» **Information given**
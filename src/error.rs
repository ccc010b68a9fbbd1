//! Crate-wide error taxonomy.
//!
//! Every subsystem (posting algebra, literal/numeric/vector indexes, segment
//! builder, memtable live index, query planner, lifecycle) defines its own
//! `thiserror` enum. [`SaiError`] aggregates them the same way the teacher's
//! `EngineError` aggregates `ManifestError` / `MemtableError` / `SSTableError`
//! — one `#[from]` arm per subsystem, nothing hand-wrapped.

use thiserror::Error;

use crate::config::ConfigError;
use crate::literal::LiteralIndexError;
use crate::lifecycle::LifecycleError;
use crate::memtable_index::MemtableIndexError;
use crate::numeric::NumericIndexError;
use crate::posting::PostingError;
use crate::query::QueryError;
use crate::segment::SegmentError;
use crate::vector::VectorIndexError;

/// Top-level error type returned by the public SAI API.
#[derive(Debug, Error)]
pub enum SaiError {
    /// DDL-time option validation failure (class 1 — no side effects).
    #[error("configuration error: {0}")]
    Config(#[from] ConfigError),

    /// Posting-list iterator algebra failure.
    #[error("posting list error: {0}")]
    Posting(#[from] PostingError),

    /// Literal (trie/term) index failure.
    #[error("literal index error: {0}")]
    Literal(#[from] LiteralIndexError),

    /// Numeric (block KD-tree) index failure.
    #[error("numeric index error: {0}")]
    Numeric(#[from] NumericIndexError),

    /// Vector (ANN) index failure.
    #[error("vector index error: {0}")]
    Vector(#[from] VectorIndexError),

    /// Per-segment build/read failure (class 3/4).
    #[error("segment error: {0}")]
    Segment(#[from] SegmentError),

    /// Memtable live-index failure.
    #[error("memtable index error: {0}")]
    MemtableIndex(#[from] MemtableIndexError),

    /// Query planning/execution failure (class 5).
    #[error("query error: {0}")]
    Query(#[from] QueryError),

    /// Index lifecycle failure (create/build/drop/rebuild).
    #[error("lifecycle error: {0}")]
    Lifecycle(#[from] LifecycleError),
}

» **Prompt**
Using the listing above, write every line out again exactly.

» **Reply to the exercise**
filename src/error.rs
repository ccc010b68a9fbbd1
//! Crate-wide error taxonomy.
//!
//! Every subsystem (posting algebra, literal/numeric/vector indexes, segment
//! builder, memtable live index, query planner, lifecycle) defines its own
//! `thiserror` enum. [`SaiError`] aggregates them the same way the teacher's
//! `EngineError` aggregates `ManifestError` / `MemtableError` / `SSTableError`
//! — one `#[from]` arm per subsystem, nothing hand-wrapped.

use thiserror::Error;

use crate::config::ConfigError;
use crate::literal::LiteralIndexError;
use crate::lifecycle::LifecycleError;
use crate::memtable_index::MemtableIndexError;
use crate::numeric::NumericIndexError;
use crate::posting::PostingError;
use crate::query::QueryError;
use crate::segment::SegmentError;
use crate::vector::VectorIndexError;

/// Top-level error type returned by the public SAI API.
#[derive(Debug, Error)]
pub enum SaiError {
    /// DDL-time option validation failure (class 1 — no side effects).
    #[error("configuration error: {0}")]
    Config(#[from] ConfigError),

    /// Posting-list iterator algebra failure.
    #[error("posting list error: {0}")]
    Posting(#[from] PostingError),

    /// Literal (trie/term) index failure.
    #[error("literal index error: {0}")]
    Literal(#[from] LiteralIndexError),

    /// Numeric (block KD-tree) index failure.
    #[error("numeric index error: {0}")]
    Numeric(#[from] NumericIndexError),

    /// Vector (ANN) index failure.
    #[error("vector index error: {0}")]
    Vector(#[from] VectorIndexError),

    /// Per-segment build/read failure (class 3/4).
    #[error("segment error: {0}")]
    Segment(#[from] SegmentError),

    /// Memtable live-index failure.
    #[error("memtable index error: {0}")]
    MemtableIndex(#[from] MemtableIndexError),

    /// Query planning/execution failure (class 5).
    #[error("query error: {0}")]
    Query(#[from] QueryError),

    /// Index lifecycle failure (create/build/drop/rebuild).
    #[error("lifecycle error: {0}")]
    Lifecycle(#[from] LifecycleError),
}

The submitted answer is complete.